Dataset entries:
|---|
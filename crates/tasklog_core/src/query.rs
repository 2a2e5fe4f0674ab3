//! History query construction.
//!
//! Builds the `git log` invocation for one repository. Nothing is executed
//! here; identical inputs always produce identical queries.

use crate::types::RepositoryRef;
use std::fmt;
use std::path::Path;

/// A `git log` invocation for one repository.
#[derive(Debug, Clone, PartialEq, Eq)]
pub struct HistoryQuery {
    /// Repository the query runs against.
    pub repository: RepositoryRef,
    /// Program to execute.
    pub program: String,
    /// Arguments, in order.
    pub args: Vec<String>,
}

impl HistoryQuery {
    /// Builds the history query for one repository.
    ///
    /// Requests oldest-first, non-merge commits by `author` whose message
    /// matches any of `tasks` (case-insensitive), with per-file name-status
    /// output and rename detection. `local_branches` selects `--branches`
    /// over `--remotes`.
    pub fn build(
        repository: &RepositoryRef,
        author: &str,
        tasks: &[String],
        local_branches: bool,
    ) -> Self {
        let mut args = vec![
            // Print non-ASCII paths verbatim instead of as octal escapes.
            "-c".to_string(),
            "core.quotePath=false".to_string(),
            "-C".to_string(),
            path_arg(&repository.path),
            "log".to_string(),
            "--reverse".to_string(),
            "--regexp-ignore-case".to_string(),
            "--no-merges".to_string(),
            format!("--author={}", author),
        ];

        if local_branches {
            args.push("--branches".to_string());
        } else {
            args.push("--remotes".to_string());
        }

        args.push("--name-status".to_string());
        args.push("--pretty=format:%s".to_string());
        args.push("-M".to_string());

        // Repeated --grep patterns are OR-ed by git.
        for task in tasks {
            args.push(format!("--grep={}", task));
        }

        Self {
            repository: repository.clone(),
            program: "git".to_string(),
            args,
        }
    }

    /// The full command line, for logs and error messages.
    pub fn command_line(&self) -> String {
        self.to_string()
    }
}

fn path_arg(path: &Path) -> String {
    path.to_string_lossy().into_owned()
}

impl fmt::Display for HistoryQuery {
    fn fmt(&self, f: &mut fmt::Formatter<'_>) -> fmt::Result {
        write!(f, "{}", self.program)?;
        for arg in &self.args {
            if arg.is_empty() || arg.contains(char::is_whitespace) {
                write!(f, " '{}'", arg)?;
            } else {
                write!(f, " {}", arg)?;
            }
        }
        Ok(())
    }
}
|---|
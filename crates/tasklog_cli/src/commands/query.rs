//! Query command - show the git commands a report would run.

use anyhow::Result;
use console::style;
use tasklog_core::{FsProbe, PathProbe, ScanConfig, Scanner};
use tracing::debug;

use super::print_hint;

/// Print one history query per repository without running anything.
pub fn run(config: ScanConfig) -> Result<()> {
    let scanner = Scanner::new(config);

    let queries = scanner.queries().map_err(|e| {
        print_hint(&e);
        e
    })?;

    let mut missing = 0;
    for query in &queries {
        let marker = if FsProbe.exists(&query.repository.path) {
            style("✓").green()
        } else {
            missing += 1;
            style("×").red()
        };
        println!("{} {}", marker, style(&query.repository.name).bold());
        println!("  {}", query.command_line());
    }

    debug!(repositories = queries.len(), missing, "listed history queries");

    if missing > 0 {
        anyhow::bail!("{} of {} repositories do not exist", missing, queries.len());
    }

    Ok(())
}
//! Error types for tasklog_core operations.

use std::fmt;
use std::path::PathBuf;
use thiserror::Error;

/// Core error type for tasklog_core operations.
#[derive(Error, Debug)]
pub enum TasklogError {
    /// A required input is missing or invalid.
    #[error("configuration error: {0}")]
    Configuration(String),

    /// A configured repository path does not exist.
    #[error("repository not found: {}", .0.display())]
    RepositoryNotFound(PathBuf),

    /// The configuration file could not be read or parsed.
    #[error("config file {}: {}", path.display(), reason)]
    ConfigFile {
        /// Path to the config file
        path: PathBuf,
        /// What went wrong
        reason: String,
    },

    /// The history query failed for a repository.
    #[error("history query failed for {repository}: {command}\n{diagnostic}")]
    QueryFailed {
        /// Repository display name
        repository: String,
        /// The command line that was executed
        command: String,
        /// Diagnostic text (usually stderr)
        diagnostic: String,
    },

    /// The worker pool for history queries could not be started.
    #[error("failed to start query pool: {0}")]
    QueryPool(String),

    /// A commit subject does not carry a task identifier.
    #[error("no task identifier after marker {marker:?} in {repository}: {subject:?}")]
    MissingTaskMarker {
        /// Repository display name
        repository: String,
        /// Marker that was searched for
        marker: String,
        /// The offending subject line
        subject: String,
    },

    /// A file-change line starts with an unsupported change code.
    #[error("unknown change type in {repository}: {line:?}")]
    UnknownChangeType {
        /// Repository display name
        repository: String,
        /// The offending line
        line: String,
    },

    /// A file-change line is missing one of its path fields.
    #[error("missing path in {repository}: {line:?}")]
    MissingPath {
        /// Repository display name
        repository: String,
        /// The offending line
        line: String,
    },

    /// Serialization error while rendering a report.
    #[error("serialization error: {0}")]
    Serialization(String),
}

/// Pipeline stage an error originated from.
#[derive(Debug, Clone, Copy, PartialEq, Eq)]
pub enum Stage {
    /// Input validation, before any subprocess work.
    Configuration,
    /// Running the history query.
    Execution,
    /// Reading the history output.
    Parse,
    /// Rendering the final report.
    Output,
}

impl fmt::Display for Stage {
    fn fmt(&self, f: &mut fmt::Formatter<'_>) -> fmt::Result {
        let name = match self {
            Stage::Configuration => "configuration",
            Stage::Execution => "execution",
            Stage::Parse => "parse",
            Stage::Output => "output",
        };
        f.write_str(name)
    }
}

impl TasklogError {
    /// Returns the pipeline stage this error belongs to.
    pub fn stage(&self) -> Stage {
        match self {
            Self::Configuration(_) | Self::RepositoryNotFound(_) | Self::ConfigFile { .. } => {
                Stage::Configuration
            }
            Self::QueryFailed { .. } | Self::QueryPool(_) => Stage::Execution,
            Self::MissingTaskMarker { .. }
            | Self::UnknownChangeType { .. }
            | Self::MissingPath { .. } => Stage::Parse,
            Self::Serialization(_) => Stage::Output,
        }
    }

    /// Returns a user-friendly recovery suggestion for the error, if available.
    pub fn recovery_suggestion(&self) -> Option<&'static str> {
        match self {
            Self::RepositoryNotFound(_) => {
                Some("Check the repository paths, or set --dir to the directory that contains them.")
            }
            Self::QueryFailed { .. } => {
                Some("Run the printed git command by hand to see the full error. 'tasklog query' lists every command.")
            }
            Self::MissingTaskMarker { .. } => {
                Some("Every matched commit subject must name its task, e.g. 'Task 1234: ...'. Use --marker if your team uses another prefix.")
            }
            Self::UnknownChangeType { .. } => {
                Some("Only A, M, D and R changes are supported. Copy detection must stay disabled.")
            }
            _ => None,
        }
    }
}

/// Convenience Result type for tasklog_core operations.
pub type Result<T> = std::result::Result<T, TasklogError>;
|---|
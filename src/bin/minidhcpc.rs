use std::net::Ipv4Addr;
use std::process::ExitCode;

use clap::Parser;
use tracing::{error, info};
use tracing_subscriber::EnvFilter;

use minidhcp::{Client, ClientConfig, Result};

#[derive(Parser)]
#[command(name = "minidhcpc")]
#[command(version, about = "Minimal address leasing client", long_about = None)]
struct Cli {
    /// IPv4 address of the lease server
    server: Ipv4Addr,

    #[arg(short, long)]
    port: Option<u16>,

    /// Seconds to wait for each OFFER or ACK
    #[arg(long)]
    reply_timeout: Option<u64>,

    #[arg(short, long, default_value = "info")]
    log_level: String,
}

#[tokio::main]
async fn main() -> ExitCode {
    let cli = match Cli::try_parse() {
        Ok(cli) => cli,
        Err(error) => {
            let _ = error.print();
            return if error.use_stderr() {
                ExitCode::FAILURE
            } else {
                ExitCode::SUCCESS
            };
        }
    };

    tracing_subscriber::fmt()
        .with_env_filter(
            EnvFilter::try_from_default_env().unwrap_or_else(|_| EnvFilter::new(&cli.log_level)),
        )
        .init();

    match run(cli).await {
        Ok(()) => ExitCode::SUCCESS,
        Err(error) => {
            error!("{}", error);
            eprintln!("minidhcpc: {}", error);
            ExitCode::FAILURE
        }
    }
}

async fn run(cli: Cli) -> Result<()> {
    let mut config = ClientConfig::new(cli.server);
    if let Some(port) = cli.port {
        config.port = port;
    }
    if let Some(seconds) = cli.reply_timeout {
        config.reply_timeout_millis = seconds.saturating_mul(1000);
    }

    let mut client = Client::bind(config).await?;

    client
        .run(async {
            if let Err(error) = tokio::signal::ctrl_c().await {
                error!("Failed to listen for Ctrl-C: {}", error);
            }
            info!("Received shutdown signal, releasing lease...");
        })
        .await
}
|---|
- **Assignment**:
Of the entries above, transcribe exactly those lines that fall between the line containing "change type in" and the line containing "impl fmt::Display for Stage", together with those two lines.

- **Exercise result**:
    #[error("unknown change type in {repository}: {line:?}")]
    UnknownChangeType {
        /// Repository display name
        repository: String,
        /// The offending line
        line: String,
    },

    /// A file-change line is missing one of its path fields.
    #[error("missing path in {repository}: {line:?}")]
    MissingPath {
        /// Repository display name
        repository: String,
        /// The offending line
        line: String,
    },

    /// Serialization error while rendering a report.
    #[error("serialization error: {0}")]
    Serialization(String),
}

/// Pipeline stage an error originated from.
#[derive(Debug, Clone, Copy, PartialEq, Eq)]
pub enum Stage {
    /// Input validation, before any subprocess work.
    Configuration,
    /// Running the history query.
    Execution,
    /// Reading the history output.
    Parse,
    /// Rendering the final report.
    Output,
}

impl fmt::Display for Stage {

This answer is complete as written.